Insulins and Modified Insulins

Type 1 diabetes must, for now, be treated with insulin replacement therapy. After the demonstration c. 1900 that this disorder, which was invariably fatal within a short time, was one of pancreatic [-cell failure, more than 20 years passed before insulin was isolated and purified from fetal calf pancreases, and its clinical relevance demonstrated. Commercially viable production was achieved by Eli Lilly and Co., with initial marketing in 1923 (Iletin). The primary structure of human insulin was not reported until 1958 (Nobel Prize in Chemistry to Frederick Sanger, 1964), and the tertiary structure was not available until reported by Dorothy Crowfoot Hodgkin in 1969, a triumph of x-ray crystallography. Prior to the 1980s, treatment of type 1 diabetes was achieved via injections of porcine or bovine insulin, or combinations thereof. Although preparations containing porcine or bovine insulin may remain in use around the globe, the availability of human insulin produced artificially via methods of "biotechnology" has widely supplanted insulin from animal sources, and, undoubtedly, will soon completely replace them as cost barriers are conquered. No animal-sourced preparations are now available in the United States. Moreover, several modified insulin preparations have come on the market in recent years, and the development of technology for alternative routes of administration besides injection is also rapidly changing the therapeutic landscape.

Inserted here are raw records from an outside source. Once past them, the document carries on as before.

/// Call session state machine: Dialing -> Connected -> Ended, or Dialing -> Ended
///
/// Driven by `CallSignal`s. In production those come from the transport;
/// `SimulatedAnswer` is the timer-based stand-in. While connected, a ticker
/// publishes the running duration on a fixed interval.
use crate::clock::Clock;
use crate::error::{ChatError, Result};
use crate::local_store::LocalStore;
use chrono::{DateTime, Duration as ChronoDuration, Utc};
use serde::{Deserialize, Serialize};
use std::sync::{Arc, Mutex, Weak};
use std::time::Duration;
use tokio::sync::broadcast;
use tokio::task::{AbortHandle, JoinHandle};
use tracing::{debug, info, warn};
use uuid::Uuid;

#[derive(Debug, Clone, Copy, PartialEq, Eq, Serialize, Deserialize)]
#[serde(rename_all = "snake_case")]
pub enum CallState {
    Dialing,
    Connected,
    Ended,
}

#[derive(Debug, Clone, Copy, PartialEq, Eq, Serialize, Deserialize)]
#[serde(rename_all = "snake_case")]
pub enum CallDirection {
    Incoming,
    Outgoing,
}

/// How a finished call is shown in history
#[derive(Debug, Clone, Copy, PartialEq, Eq, Serialize, Deserialize)]
#[serde(rename_all = "snake_case")]
pub enum CallOutcome {
    Answered,
    /// Incoming call never picked up
    Missed,
    /// Outgoing call hung up before the other side answered
    Cancelled,
}

#[derive(Debug, Clone, Copy, PartialEq, Eq)]
pub enum CallSignal {
    RemoteAnswered,
    RemoteHungUp,
    LocalHangUp,
}

#[derive(Debug, Clone, PartialEq, Eq, Serialize, Deserialize)]
pub struct CallSession {
    pub id: String,
    pub conversation_id: String,
    pub direction: CallDirection,
    pub state: CallState,
    pub started_at: DateTime<Utc>,
    pub connected_at: Option<DateTime<Utc>>,
    pub ended_at: Option<DateTime<Utc>>,
    pub muted: bool,
    pub video_enabled: bool,
}

/// Finished call, as kept in the call history
#[derive(Debug, Clone, PartialEq, Eq, Serialize, Deserialize)]
pub struct CallRecord {
    pub call_id: String,
    pub conversation_id: String,
    pub direction: CallDirection,
    pub outcome: CallOutcome,
    pub started_at: DateTime<Utc>,
    pub duration_secs: i64,
}

#[derive(Debug, Clone, PartialEq, Eq, Serialize, Deserialize)]
#[serde(tag = "type", rename_all = "snake_case")]
pub enum CallEvent {
    StateChanged { call_id: String, state: CallState },
    Tick { call_id: String, elapsed_secs: i64 },
}

struct Shared {
    session: CallSession,
    ticker: Option<AbortHandle>,
    /// Set once the call has ended
    record: Option<CallRecord>,
}

#[derive(Clone)]
pub struct CallSessionController {
    shared: Arc<Mutex<Shared>>,
    clock: Arc<dyn Clock>,
    tick_interval: Duration,
    events: broadcast::Sender<CallEvent>,
}

impl CallSessionController {
    pub fn new(
        conversation_id: impl Into<String>,
        direction: CallDirection,
        clock: Arc<dyn Clock>,
        tick_interval: Duration,
    ) -> Self {
        let session = CallSession {
            id: Uuid::new_v4().to_string(),
            conversation_id: conversation_id.into(),
            direction,
            state: CallState::Dialing,
            started_at: clock.now(),
            connected_at: None,
            ended_at: None,
            muted: false,
            video_enabled: true,
        };
        info!(
            "Call {} ({:?}) dialing in {}",
            session.id, direction, session.conversation_id
        );
        let (events, _) = broadcast::channel(64);
        Self {
            shared: Arc::new(Mutex::new(Shared {
                session,
                ticker: None,
                record: None,
            })),
            clock,
            tick_interval,
            events,
        }
    }

    pub fn subscribe(&self) -> broadcast::Receiver<CallEvent> {
        self.events.subscribe()
    }

    fn lock(&self) -> Result<std::sync::MutexGuard<'_, Shared>> {
        self.shared
            .lock()
            .map_err(|_| ChatError::InvalidTransition("call state lock poisoned".to_string()))
    }

    /// Snapshot of the session
    pub fn session(&self) -> Result<CallSession> {
        Ok(self.lock()?.session.clone())
    }

    pub fn state(&self) -> Result<CallState> {
        Ok(self.lock()?.session.state)
    }

    /// Dialing -> Connected. Any other starting state is an error.
    pub fn connect(&self) -> Result<()> {
        let mut shared = self.lock()?;
        if shared.session.state != CallState::Dialing {
            return Err(ChatError::InvalidTransition(format!(
                "connect from {:?}",
                shared.session.state
            )));
        }
        shared.session.state = CallState::Connected;
        shared.session.connected_at = Some(self.clock.now());
        shared.ticker = self.start_ticker(shared.session.id.clone());
        info!("Call {} connected", shared.session.id);
        let _ = self.events.send(CallEvent::StateChanged {
            call_id: shared.session.id.clone(),
            state: CallState::Connected,
        });
        Ok(())
    }

    /// End the call from any live state. Returns the history record the
    /// first time; later calls are no-ops returning `None`.
    pub fn end(&self) -> Result<Option<CallRecord>> {
        let mut shared = self.lock()?;
        if shared.session.state == CallState::Ended {
            debug!("Call {} already ended", shared.session.id);
            return Ok(None);
        }
        let was_connected = shared.session.state == CallState::Connected;
        shared.session.state = CallState::Ended;
        shared.session.ended_at = Some(self.clock.now());
        if let Some(ticker) = shared.ticker.take() {
            ticker.abort();
        }

        let session = &shared.session;
        let outcome = match (was_connected, session.direction) {
            (true, _) => CallOutcome::Answered,
            (false, CallDirection::Incoming) => CallOutcome::Missed,
            (false, CallDirection::Outgoing) => CallOutcome::Cancelled,
        };
        let record = CallRecord {
            call_id: session.id.clone(),
            conversation_id: session.conversation_id.clone(),
            direction: session.direction,
            outcome,
            started_at: session.started_at,
            duration_secs: frozen_duration(session).num_seconds(),
        };
        info!("Call {} ended: {:?}", session.id, outcome);
        let _ = self.events.send(CallEvent::StateChanged {
            call_id: session.id.clone(),
            state: CallState::Ended,
        });
        shared.record = Some(record.clone());
        Ok(Some(record))
    }

    /// The history record of an ended call, however it was ended
    pub fn record(&self) -> Result<Option<CallRecord>> {
        Ok(self.lock()?.record.clone())
    }

    pub fn handle(&self, signal: CallSignal) -> Result<Option<CallRecord>> {
        debug!("Call signal {:?}", signal);
        match signal {
            CallSignal::RemoteAnswered => self.connect().map(|_| None),
            CallSignal::RemoteHungUp | CallSignal::LocalHangUp => self.end(),
        }
    }

    /// Live while connected, frozen once ended, zero if never connected
    pub fn duration(&self) -> Result<ChronoDuration> {
        let shared = self.lock()?;
        Ok(current_duration(&shared.session, self.clock.as_ref()))
    }

    pub fn toggle_mute(&self) -> Result<bool> {
        self.toggle(|s| &mut s.muted)
    }

    pub fn toggle_video(&self) -> Result<bool> {
        self.toggle(|s| &mut s.video_enabled)
    }

    fn toggle(&self, field: fn(&mut CallSession) -> &mut bool) -> Result<bool> {
        let mut shared = self.lock()?;
        if shared.session.state == CallState::Ended {
            return Err(ChatError::InvalidTransition("call has ended".to_string()));
        }
        let flag = field(&mut shared.session);
        *flag = !*flag;
        Ok(*flag)
    }

    fn start_ticker(&self, call_id: String) -> Option<AbortHandle> {
        let Ok(runtime) = tokio::runtime::Handle::try_current() else {
            warn!("No runtime, call {} runs without a duration ticker", call_id);
            return None;
        };
        // Weak, so a controller dropped while connected takes its ticker with it
        let shared: Weak<Mutex<Shared>> = Arc::downgrade(&self.shared);
        let clock = self.clock.clone();
        let events = self.events.clone();
        let period = self.tick_interval;
        let task = runtime.spawn(async move {
            let mut interval = tokio::time::interval(period);
            // The first tick completes immediately
            interval.tick().await;
            loop {
                interval.tick().await;
                let Some(strong) = shared.upgrade() else {
                    debug!("Call {} dropped, stopping ticker", call_id);
                    break;
                };
                let elapsed = match strong.lock() {
                    Ok(s) if s.session.state == CallState::Connected => {
                        current_duration(&s.session, clock.as_ref())
                    }
                    _ => break,
                };
                let _ = events.send(CallEvent::Tick {
                    call_id: call_id.clone(),
                    elapsed_secs: elapsed.num_seconds(),
                });
            }
        });
        Some(task.abort_handle())
    }

    pub fn has_ticker(&self) -> Result<bool> {
        Ok(self.lock()?.ticker.is_some())
    }
}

Human insulin is a heterodimer (Fig. 20.1), consisting of two different peptide subunits linked covalently by two disul-fide bridges. This heterodimer is produced from a single, continuous, and substantially larger (110-amino-acid) protein, namely preproinsulin. Among other reasons, production in this manner ensures proper three-dimensional (3D) folding and cross-linking of insulin. Preproinsulin is converted to proinsulin (86-amino-acid residues), from which insulin is produced by removal of a 35-amino-acid segment joining the two subunits. Chapter 27 includes a more detailed treatment of the biosynthesis and structural attributes of human insulin, as well as further information regarding its storage within, and release from, pancreatic [ cells.